Multimodal Graph Network Modeling for Human-Object Interaction Detection with PDE Graph Diffusion
arXiv:2509.12554v3 Announce Type: replace
Abstract: Existing GNN-based Human-Object Interaction (HOI) detection methods rely on simple MLPs to fuse instance features and propagate information. However, this mechanism is largely empirical and lack of targeted information propagation process. To address this problem, we propose Multimodal Graph Network Modeling (MGNM) for HOI detection with Partial Differential Equation (PDE) graph diffusion. Specifically, we first design a multimodal graph network framework that explicitly models the HOI detection task within a four-stage graph structure. Next, we propose a novel PDE diffusion mechanism to facilitate information propagation within this graph.
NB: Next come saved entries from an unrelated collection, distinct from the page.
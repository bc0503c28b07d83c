//! Payout output structures

use serde::{Deserialize, Serialize};

/// How a payout line reacts to a failed eligibility gate
#[derive(Debug, Clone, Copy, PartialEq, Eq, Serialize, Deserialize)]
pub enum LineKind {
    /// Guaranteed component, never zeroed by a gate
    Fixed,
    /// Variable component, zeroed whenever the gate fails
    Variable,
    /// Variable disbursement commission; the only line zeroed under a
    /// disbursement-only gate scope
    Disbursement,
}

impl LineKind {
    pub fn is_fixed(&self) -> bool {
        matches!(self, LineKind::Fixed)
    }
}

/// One named payout amount, in the role's currency
#[derive(Debug, Clone, PartialEq, Serialize, Deserialize)]
pub struct PayoutLine {
    pub name: String,
    pub kind: LineKind,
    pub amount: f64,
}

impl PayoutLine {
    pub fn new(name: impl Into<String>, kind: LineKind, amount: f64) -> Self {
        Self {
            name: name.into(),
            kind,
            amount,
        }
    }

    pub fn variable(name: impl Into<String>, amount: f64) -> Self {
        Self::new(name, LineKind::Variable, amount)
    }

    pub fn zeroed(mut self) -> Self {
        self.amount = 0.0;
        self
    }
}

/// Payout lines plus their total
///
/// The total is computed once at construction and the lines cannot be
/// mutated afterwards, so it always equals the sum of the lines.
#[derive(Debug, Clone, PartialEq, Serialize)]
pub struct PayoutResult {
    lines: Vec<PayoutLine>,
    total: f64,
}

impl PayoutResult {
    pub fn from_lines(lines: Vec<PayoutLine>) -> Self {
        let total = lines.iter().map(|line| line.amount).sum();
        Self { lines, total }
    }

    pub fn lines(&self) -> &[PayoutLine] {
        &self.lines
    }

    pub fn total(&self) -> f64 {
        self.total
    }

    /// Amount of a line by name
    pub fn amount(&self, name: &str) -> Option<f64> {
        self.lines
            .iter()
            .find(|line| line.name == name)
            .map(|line| line.amount)
    }

    /// Sum of the guaranteed lines only
    pub fn fixed_total(&self) -> f64 {
        self.lines
            .iter()
            .filter(|line| line.kind.is_fixed())
            .map(|line| line.amount)
            .sum()
    }
}

#[cfg(test)]
mod tests {
    use super::*;
    use approx::assert_relative_eq;

    #[test]
    fn test_total_is_sum_of_lines() {
        let result = PayoutResult::from_lines(vec![
            PayoutLine::new("Fixed monthly", LineKind::Fixed, 10_000_000.0),
            PayoutLine::variable("Monthly variable", 1_250_000.0),
            PayoutLine::new("Disbursement commission", LineKind::Disbursement, 375_000.0),
        ]);

        assert_relative_eq!(result.total(), 11_625_000.0);
        assert_relative_eq!(result.fixed_total(), 10_000_000.0);
        assert_eq!(result.amount("Monthly variable"), Some(1_250_000.0));
        assert_eq!(result.amount("Missing"), None);
    }

    #[test]
    fn test_empty_result_totals_zero() {
        let result = PayoutResult::from_lines(Vec::new());
        assert_eq!(result.total(), 0.0);
        assert!(result.lines().is_empty());
    }

    #[test]
    fn test_serialized_result_carries_total() {
        let result = PayoutResult::from_lines(vec![PayoutLine::variable("Monthly commission", 500.0)]);
        let json = serde_json::to_value(&result).unwrap();
        assert_eq!(json["total"], 500.0);
        assert_eq!(json["lines"][0]["kind"], "Variable");
    }
}
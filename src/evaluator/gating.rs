//! Zeroing policy applied when a role's eligibility gate fails

use crate::payout::{LineKind, PayoutLine};
use crate::rules::GateScope;

/// Apply the gate outcome to raw payout lines
///
/// An eligible role keeps every line. Otherwise a disbursement-only scope zeroes
/// just the disbursement lines; when a role has none it falls back to zeroing
/// every non-fixed line, which is also what the `All` scope does.
pub fn apply_gate(scope: GateScope, eligible: bool, lines: Vec<PayoutLine>) -> Vec<PayoutLine> {
    if eligible {
        return lines;
    }

    let has_disbursement = lines.iter().any(|line| line.kind == LineKind::Disbursement);
    let zero_only_disbursement = scope == GateScope::DisbursementOnly && has_disbursement;

    lines
        .into_iter()
        .map(|line| {
            let zero = if zero_only_disbursement {
                line.kind == LineKind::Disbursement
            } else {
                !line.kind.is_fixed()
            };
            if zero {
                line.zeroed()
            } else {
                line
            }
        })
        .collect()
}

#[cfg(test)]
mod tests {
    use super::*;

    fn lines() -> Vec<PayoutLine> {
        vec![
            PayoutLine::new("Fixed monthly", LineKind::Fixed, 10_000_000.0),
            PayoutLine::new("Disbursement commission", LineKind::Disbursement, 750_000.0),
            PayoutLine::variable("Updates", 80_000.0),
        ]
    }

    fn amounts(lines: &[PayoutLine]) -> Vec<f64> {
        lines.iter().map(|line| line.amount).collect()
    }

    #[test]
    fn test_eligible_keeps_everything() {
        let kept = apply_gate(GateScope::All, true, lines());
        assert_eq!(kept, lines());
    }

    #[test]
    fn test_all_scope_zeroes_every_non_fixed_line() {
        let gated = apply_gate(GateScope::All, false, lines());
        assert_eq!(amounts(&gated), vec![10_000_000.0, 0.0, 0.0]);
    }

    #[test]
    fn test_disbursement_scope_zeroes_only_disbursement() {
        let gated = apply_gate(GateScope::DisbursementOnly, false, lines());
        assert_eq!(amounts(&gated), vec![10_000_000.0, 0.0, 80_000.0]);
    }

    #[test]
    fn test_disbursement_scope_without_disbursement_line_falls_back() {
        let raw = vec![
            PayoutLine::new("Fixed monthly", LineKind::Fixed, 1.0),
            PayoutLine::variable("Monthly commission", 2.0),
        ];
        let gated = apply_gate(GateScope::DisbursementOnly, false, raw);
        assert_eq!(amounts(&gated), vec![1.0, 0.0]);
    }

    #[test]
    fn test_line_order_and_names_preserved() {
        let gated = apply_gate(GateScope::All, false, lines());
        let names: Vec<_> = gated.iter().map(|line| line.name.as_str()).collect();
        assert_eq!(names, vec!["Fixed monthly", "Disbursement commission", "Updates"]);
    }
}
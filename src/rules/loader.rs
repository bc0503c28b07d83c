//! CSV-based goal table loader
//!
//! Loads goal tables from CSV files in data/goals/

use super::goals::GoalTables;
use crate::error::{EngineError, Result};
use crate::period::{month_number, Quarter};
use std::fs::File;
use std::path::Path;

/// Default path to goals directory
pub const DEFAULT_GOALS_PATH: &str = "data/goals";

fn invalid(table: &str, reason: impl Into<String>) -> EngineError {
    EngineError::InvalidGoals {
        table: table.to_string(),
        reason: reason.into(),
    }
}

fn parse_goal(table: &str, raw: &str) -> Result<u32> {
    raw.trim()
        .parse()
        .map_err(|_| invalid(table, format!("goal `{}` is not a whole number", raw)))
}

/// Load monthly disbursement goals from CSV
/// Columns: month name (English or Spanish), full goal, reduced goal
pub fn load_disbursement_goals(path: &Path) -> Result<([u32; 12], [u32; 12])> {
    const TABLE: &str = "disbursement_goals.csv";
    let file = File::open(path.join(TABLE))?;
    let mut reader = csv::Reader::from_reader(file);

    let mut full = [None; 12];
    let mut reduced = [None; 12];

    for result in reader.records() {
        let record = result?;
        let name = record.get(0).unwrap_or_default();
        let month = month_number(name).ok_or_else(|| invalid(TABLE, format!("unknown month `{}`", name)))?;
        let idx = (month - 1) as usize;
        full[idx] = Some(parse_goal(TABLE, record.get(1).unwrap_or_default())?);
        reduced[idx] = Some(parse_goal(TABLE, record.get(2).unwrap_or_default())?);
    }

    Ok((complete(TABLE, full)?, complete(TABLE, reduced)?))
}

/// Load quarterly goals with `C` goal columns after the quarter key
fn load_quarter_columns<const C: usize>(path: &Path, table: &str) -> Result<[[u32; 4]; C]> {
    let file = File::open(path.join(table))?;
    let mut reader = csv::Reader::from_reader(file);

    let mut columns = [[None; 4]; C];

    for result in reader.records() {
        let record = result?;
        let key = record.get(0).unwrap_or_default();
        let quarter: Quarter = key.parse().map_err(|e: String| invalid(table, e))?;
        for (c, column) in columns.iter_mut().enumerate() {
            column[quarter.index()] = Some(parse_goal(table, record.get(c + 1).unwrap_or_default())?);
        }
    }

    let mut out = [[0; 4]; C];
    for (c, column) in columns.into_iter().enumerate() {
        out[c] = complete(table, column)?;
    }
    Ok(out)
}

fn complete<const N: usize>(table: &str, slots: [Option<u32>; N]) -> Result<[u32; N]> {
    let mut goals = [0; N];
    for (idx, slot) in slots.iter().enumerate() {
        goals[idx] = slot.ok_or_else(|| invalid(table, format!("no goal for period {}", idx + 1)))?;
    }
    Ok(goals)
}

/// Load analysis approval goals from CSV
/// Columns: quarter (Q1-Q4), full goal, reduced goal
pub fn load_analysis_goals(path: &Path) -> Result<([u32; 4], [u32; 4])> {
    let [full, reduced] = load_quarter_columns::<2>(path, "analysis_goals.csv")?;
    Ok((full, reduced))
}

/// Load the agreements lead's quarterly approval goals from CSV
/// Columns: quarter (Q1-Q4), goal
pub fn load_agreements_goals(path: &Path) -> Result<[u32; 4]> {
    let [goals] = load_quarter_columns::<1>(path, "agreements_goals.csv")?;
    Ok(goals)
}

impl GoalTables {
    /// Load all goal tables from the default path
    pub fn load_default() -> Result<Self> {
        Self::load_from(Path::new(DEFAULT_GOALS_PATH))
    }

    /// Load all goal tables from a specific path
    pub fn load_from(path: &Path) -> Result<Self> {
        let (disbursement_full, disbursement_reduced) = load_disbursement_goals(path)?;
        let (analysis_full, analysis_reduced) = load_analysis_goals(path)?;
        let goals = Self {
            disbursement_full,
            disbursement_reduced,
            analysis_full,
            analysis_reduced,
            agreements_quarter: load_agreements_goals(path)?,
        };
        if !goals.is_consistent() {
            return Err(invalid(
                &path.display().to_string(),
                "a reduced goal exceeds its full goal",
            ));
        }
        log::info!("Loaded goal tables from {}", path.display());
        Ok(goals)
    }
}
This mechanism leverages multimodal features to propaganda information via a white-box PDE diffusion equation. Furthermore, we design a variational information squeezing (VIS) mechanism to further refine the multimodal features extracted from CLIP, thereby mitigating the impact of noise inherent in pretrained Vision-Language Models. Extensive experiments demonstrate that our MGNM achieves state-of-the-art performance on two widely used benchmarks: HICO-DET and V-COCO. Moreover, when integrated with a more advanced object detector, our method yields significant performance gains while maintaining an effective balance between rare and non-rare categories.